NHS breast screening programme has low risk of overdiagnosis

The risk of overdiagnosis is low for breast cancer screening, according to a new study funded by the National Institute for Health and Care Research.

Researchers at Kings College London and Queen Mary University of London analysed the work of the NHS Breast Screening Programme for England and found very little evidence of overdiagnosis.

In the UK, breast cancer cases have increased by 4% in the last decade, but deaths caused by breast cancer are declining. This is thought partly to be due to early diagnosis by the NHS Breast Screening Programme.

Despite the benefits of screening, there are some concerns within health care communities about the potential for overdiagnosis as a result of screening programmes. NHS screening is available to any female between 50 and 70 registered with a GP and involves taking a mammogram that Xrays breast tissue for any signs of cancer.

To analyse the extent of the overdiagnosis taking place in the NHS Breast Screening Programme, the researchers analysed data of 57,493 breast cancer cases diagnosed in 2010 or 2011 and compared this with 105,653 patients who did not have breast cancer.

Overdiagnosis is when a real cancer is found through screening, but it has no symptoms and is so slow growing that it poses a very low risk to the patient. This is distinct from false positive results when something abnormal on a scan turns out to be non-cancerous. Until now, estimates of overdiagnosis have varied widely, ranging from less than 5% to more than 30% as a result of screening.

Absolute rates of overdiagnosis were estimated by examining the effect of screening on breast cancer risk and combining the results with national incidence data.

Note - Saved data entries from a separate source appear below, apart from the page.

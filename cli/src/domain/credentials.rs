//! Job service credentials.
//!
//! Pure functions only: no I/O, no async, no filesystem access.

use std::fmt;

use crate::domain::error::ClientError;
use crate::domain::template::Bindings;

pub const INCOMPLETE_CREDENTIALS: &str = "Incomplete credentials";

/// Credentials sent with every job service request.
///
/// Exactly one of the two shapes is ever held; [`Credentials::from_parts`]
/// rejects everything else.
#[derive(Clone, PartialEq, Eq)]
pub enum Credentials {
    ApiKey {
        username: String,
        api_key: String,
    },
    Password {
        username: String,
        password: String,
        openid_provider: String,
    },
}

impl Credentials {
    /// Build credentials from optional configuration fields.
    ///
    /// Accepts `{username, api_key}` or `{username, password,
    /// openid_provider}`. Blank strings count as missing.
    ///
    /// # Errors
    ///
    /// Returns [`ClientError::Configuration`] with the message
    /// `"Incomplete credentials"` for any other combination.
    pub fn from_parts(
        username: Option<&str>,
        api_key: Option<&str>,
        password: Option<&str>,
        openid_provider: Option<&str>,
    ) -> Result<Self, ClientError> {
        let incomplete = || ClientError::Configuration(INCOMPLETE_CREDENTIALS.to_string());
        let username = present(username).ok_or_else(incomplete)?;

        match (
            present(api_key),
            present(password),
            present(openid_provider),
        ) {
            (Some(api_key), None, None) => Ok(Self::ApiKey {
                username: username.to_string(),
                api_key: api_key.to_string(),
            }),
            (None, Some(password), Some(openid_provider)) => Ok(Self::Password {
                username: username.to_string(),
                password: password.to_string(),
                openid_provider: openid_provider.to_string(),
            }),
            _ => Err(incomplete()),
        }
    }

    #[must_use]
    pub fn username(&self) -> &str {
        match self {
            Self::ApiKey { username, .. } | Self::Password { username, .. } => username,
        }
    }

    /// Add the `User` / `ApiKey` / `Password` / `OpenIdProvider` placeholders.
    ///
    /// Fields of the other shape are bound as absent so templates render
    /// them empty.
    pub fn bind(&self, bindings: &mut Bindings) {
        bindings.set("User", self.username());
        match self {
            Self::ApiKey { api_key, .. } => {
                bindings.set("ApiKey", api_key.as_str());
                bindings.set_absent("Password");
                bindings.set_absent("OpenIdProvider");
            }
            Self::Password {
                password,
                openid_provider,
                ..
            } => {
                bindings.set_absent("ApiKey");
                bindings.set("Password", password.as_str());
                bindings.set("OpenIdProvider", openid_provider.as_str());
            }
        }
    }
}

// Secrets never reach logs through `{:?}`.
impl fmt::Debug for Credentials {
    fn fmt(&self, f: &mut fmt::Formatter<'_>) -> fmt::Result {
        match self {
            Self::ApiKey { username, .. } => f
                .debug_struct("ApiKey")
                .field("username", username)
                .field("api_key", &"***")
                .finish(),
            Self::Password {
                username,
                openid_provider,
                ..
            } => f
                .debug_struct("Password")
                .field("username", username)
                .field("password", &"***")
                .field("openid_provider", openid_provider)
                .finish(),
        }
    }
}

fn present(value: Option<&str>) -> Option<&str> {
    value.map(str::trim).filter(|s| !s.is_empty())
}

Overdiagnosis was defined as the cumulative excess of cancers diagnosed in women aged 50-77 who attended scans at three-year intervals between age 50 and 70, compared to women who did not get screened.

In women who attended all screens in the twenty-year period, overdiagnosis was low at just 3 per 1000. This reflects a 3.7% overdiagnosis of screen-detected breast cancer.

Professor Stephen Duffy from Queen Mary University of London said: ‘These results provide some reassurance that participation in the NHS Breast Screening Programme confers only a low risk of an overdiagnosed breast cancer. Along with the results of our previous study of the effect of screening on breast cancer mortality, this indicates that the benefit of screening in preventing deaths from breast cancer outweighs the small risk of overdiagnosis.’

The rate of overdiagnosis found was considerably lower than has been suggested in the past. The researchers hope that the data will help women make an informed decision on whether to be screened by providing reliable estimates of overdiagnosis.

This comes after a study from the University of Sheffield found offering more home test kits could prevent 11,000 bowel cancer deaths.